Entries taken from a collection:
━━━

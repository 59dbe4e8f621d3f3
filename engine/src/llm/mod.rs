//! Downstream model abstraction
//!
//! The engine does not generate answers itself. It prepares a system
//! instruction plus the conversation and hands them to a `CompletionModel`,
//! which streams the answer back as text tokens. Two clients are provided:
//! Ollama (NDJSON streaming) and any OpenAI-compatible chat API (SSE).

use async_trait::async_trait;
use futures::stream::{self, BoxStream, Stream, StreamExt};
use sdk::errors::EngineError;
use serde::{Deserialize, Serialize};
use std::fmt;
use std::pin::Pin;
use std::sync::Arc;

use crate::config::LLMConfig;

pub mod ollama;
pub mod openai;

pub use ollama::OllamaModel;
pub use openai::OpenAIModel;

/// Result type for model operations
pub type Result<T> = std::result::Result<T, LLMError>;

/// Incremental answer text
pub type TokenStream = BoxStream<'static, Result<String>>;

/// Errors that can occur while talking to a model provider
#[derive(Debug, thiserror::Error)]
pub enum LLMError {
    #[error("Provider unavailable: {0}")]
    ProviderUnavailable(String),

    #[error("Authentication failed: {0}")]
    AuthenticationFailed(String),

    #[error("Rate limit exceeded")]
    RateLimitExceeded,

    #[error("Invalid request: {0}")]
    InvalidRequest(String),

    #[error("Network error: {0}")]
    NetworkError(String),

    #[error("Timeout")]
    Timeout,

    #[error("Parse error: {0}")]
    ParseError(String),

    #[error("Stream interrupted: {0}")]
    Stream(String),
}

impl LLMError {
    /// Stable code reported to callers
    pub fn code(&self) -> &'static str {
        match self {
            LLMError::ProviderUnavailable(_) | LLMError::NetworkError(_) => "model_unreachable",
            LLMError::Timeout => "model_timeout",
            LLMError::AuthenticationFailed(_) => "model_auth",
            LLMError::RateLimitExceeded => "model_rate_limited",
            LLMError::InvalidRequest(_) | LLMError::ParseError(_) => "model_rejected",
            LLMError::Stream(_) => "model_stream_interrupted",
        }
    }

    /// Map a reqwest failure from the request phase
    pub(crate) fn from_request(e: reqwest::Error, provider: &str, base_url: &str) -> Self {
        if e.is_timeout() {
            LLMError::Timeout
        } else if e.is_connect() {
            LLMError::ProviderUnavailable(format!(
                "Cannot connect to {} at {}",
                provider, base_url
            ))
        } else {
            LLMError::NetworkError(e.to_string())
        }
    }

    /// Map a non-success HTTP status
    pub(crate) fn from_status(status: u16, body: String) -> Self {
        match status {
            401 | 403 => LLMError::AuthenticationFailed(body),
            429 => LLMError::RateLimitExceeded,
            500..=599 => LLMError::ProviderUnavailable(format!("status {}: {}", status, body)),
            _ => LLMError::InvalidRequest(format!("status {}: {}", status, body)),
        }
    }
}

impl From<LLMError> for EngineError {
    fn from(e: LLMError) -> Self {
        match e {
            LLMError::Stream(message) => EngineError::ModelStream(message),
            other => EngineError::ModelUnavailable {
                code: other.code().to_string(),
                message: other.to_string(),
            },
        }
    }
}

/// Message sent to the model
#[derive(Debug, Clone, Serialize, Deserialize, PartialEq)]
pub struct Message {
    pub role: MessageRole,
    pub content: String,
}

impl Message {
    pub fn user(content: impl Into<String>) -> Self {
        Self {
            role: MessageRole::User,
            content: content.into(),
        }
    }

    pub fn assistant(content: impl Into<String>) -> Self {
        Self {
            role: MessageRole::Assistant,
            content: content.into(),
        }
    }

    pub fn system(content: impl Into<String>) -> Self {
        Self {
            role: MessageRole::System,
            content: content.into(),
        }
    }
}

#[derive(Debug, Clone, Copy, Serialize, Deserialize, PartialEq, Eq)]
#[serde(rename_all = "lowercase")]
pub enum MessageRole {
    System,
    User,
    Assistant,
}

impl fmt::Display for MessageRole {
    fn fmt(&self, f: &mut fmt::Formatter<'_>) -> fmt::Result {
        match self {
            MessageRole::System => write!(f, "system"),
            MessageRole::User => write!(f, "user"),
            MessageRole::Assistant => write!(f, "assistant"),
        }
    }
}

impl From<sdk::types::Role> for MessageRole {
    fn from(role: sdk::types::Role) -> Self {
        match role {
            sdk::types::Role::User => MessageRole::User,
            sdk::types::Role::Assistant => MessageRole::Assistant,
        }
    }
}

/// A streaming text-generation capability
#[async_trait]
pub trait CompletionModel: Send + Sync {
    /// Provider name (e.g. "ollama", "openai")
    fn name(&self) -> &str;

    /// Start a completion
    ///
    /// Errors returned here mean no answer can be produced at all. Errors
    /// inside the returned stream mean the answer broke off midway.
    async fn stream(&self, messages: &[Message]) -> Result<TokenStream>;
}

/// Build the configured model client
pub fn build_model(config: &LLMConfig) -> std::result::Result<Arc<dyn CompletionModel>, EngineError> {
    match config.provider.as_str() {
        "ollama" => Ok(Arc::new(OllamaModel::new(&config.ollama, config.timeout_secs)?)),
        "openai" => Ok(Arc::new(OpenAIModel::new(&config.openai, config.timeout_secs)?)),
        other => Err(EngineError::Config(format!("Unknown provider '{}'", other))),
    }
}

struct LineState<S> {
    inner: Pin<Box<S>>,
    buffer: Vec<u8>,
    done: bool,
}

/// Split a byte stream into lines, tolerating UTF-8 sequences cut across chunks
pub(crate) fn line_stream<S, B>(inner: S) -> BoxStream<'static, Result<String>>
where
    S: Stream<Item = reqwest::Result<B>> + Send + 'static,
    B: AsRef<[u8]> + Send + 'static,
{
    let state = LineState {
        inner: Box::pin(inner),
        buffer: Vec::new(),
        done: false,
    };

    stream::unfold(state, |mut st| async move {
        loop {
            if let Some(pos) = st.buffer.iter().position(|b| *b == b'\n') {
                let line: Vec<u8> = st.buffer.drain(..=pos).collect();
                let text = String::from_utf8_lossy(&line)
                    .trim_end_matches(['\r', '\n'])
                    .to_string();
                return Some((Ok(text), st));
            }

            if st.done {
                if st.buffer.is_empty() {
                    return None;
                }
                let text = String::from_utf8_lossy(&st.buffer).trim().to_string();
                st.buffer.clear();
                return Some((Ok(text), st));
            }

            match st.inner.next().await {
                Some(Ok(chunk)) => st.buffer.extend_from_slice(chunk.as_ref()),
                Some(Err(e)) => {
                    st.done = true;
                    st.buffer.clear();
                    return Some((Err(LLMError::Stream(e.to_string())), st));
                }
                None => st.done = true,
            }
        }
    })
    .boxed()
}

/// What one protocol line carried
pub(crate) enum Frame {
    Token(String),
    Skip,
    End,
}

/// Turn a line stream into a token stream, stopping at the first `End`
pub(crate) fn token_stream<F>(lines: BoxStream<'static, Result<String>>, parse: F) -> TokenStream
where
    F: Fn(&str) -> Result<Frame> + Send + 'static,
{
    use futures::future::ready;
    use futures::TryStreamExt;

    lines
        .map(move |line| line.and_then(|l| parse(&l)))
        .take_while(|frame| ready(!matches!(frame, Ok(Frame::End))))
        .try_filter_map(|frame| {
            ready(Ok(match frame {
                Frame::Token(t) if !t.is_empty() => Some(t),
                _ => None,
            }))
        })
        .boxed()
}

#[cfg(test)]
mod tests {
    use super::*;
    use sdk::errors::LexisErrorExt;

    #[test]
    fn test_error_mapping_to_engine_error() {
        let err: EngineError = LLMError::ProviderUnavailable("down".into()).into();
        assert_eq!(err.code(), "model_unreachable");
        assert_eq!(err.status_code(), 503);

        let err: EngineError = LLMError::Timeout.into();
        assert_eq!(err.status_code(), 504);

        let err: EngineError = LLMError::AuthenticationFailed("bad key".into()).into();
        assert_eq!(err.code(), "model_auth");
        assert_eq!(err.status_code(), 502);

        let err: EngineError = LLMError::Stream("eof".into()).into();
        assert!(matches!(err, EngineError::ModelStream(_)));
    }

    #[test]
    fn test_status_mapping() {
        assert!(matches!(LLMError::from_status(401, String::new()), LLMError::AuthenticationFailed(_)));
        assert!(matches!(LLMError::from_status(429, String::new()), LLMError::RateLimitExceeded));
        assert!(matches!(LLMError::from_status(503, String::new()), LLMError::ProviderUnavailable(_)));
        assert!(matches!(LLMError::from_status(400, String::new()), LLMError::InvalidRequest(_)));
    }

    #[tokio::test]
    async fn test_line_stream_rejoins_split_chunks() {
        let chunks: Vec<reqwest::Result<Vec<u8>>> = vec![
            Ok(b"{\"a\":1}\n{\"b\"".to_vec()),
            Ok(b":2}\r\n\xc3".to_vec()),
            Ok(b"\xa1".to_vec()),
        ];
        let lines: Vec<String> = line_stream(stream::iter(chunks))
            .map(|l| l.unwrap())
            .collect()
            .await;
        assert_eq!(lines, vec!["{\"a\":1}", "{\"b\":2}", "á"]);
    }

    #[tokio::test]
    async fn test_token_stream_stops_at_end() {
        let lines = stream::iter(vec![
            Ok("a".to_string()),
            Ok("".to_string()),
            Ok("end".to_string()),
            Ok("b".to_string()),
        ])
        .boxed();
        let tokens: Vec<String> = token_stream(lines, |l| {
            Ok(match l {
                "" => Frame::Skip,
                "end" => Frame::End,
                other => Frame::Token(other.to_string()),
            })
        })
        .map(|t| t.unwrap())
        .collect()
        .await;
        assert_eq!(tokens, vec!["a"]);
    }
}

━━━

● WORK TO COMPLETE
Every line that contains the string "static" should be returned from the data.

● SOLUTION TO THE EXERCISE
pub type TokenStream = BoxStream<'static, Result<String>>;
    pub fn code(&self) -> &'static str {
pub(crate) fn line_stream<S, B>(inner: S) -> BoxStream<'static, Result<String>>
    S: Stream<Item = reqwest::Result<B>> + Send + 'static,
    B: AsRef<[u8]> + Send + 'static,
pub(crate) fn token_stream<F>(lines: BoxStream<'static, Result<String>>, parse: F) -> TokenStream
    F: Fn(&str) -> Result<Frame> + Send + 'static,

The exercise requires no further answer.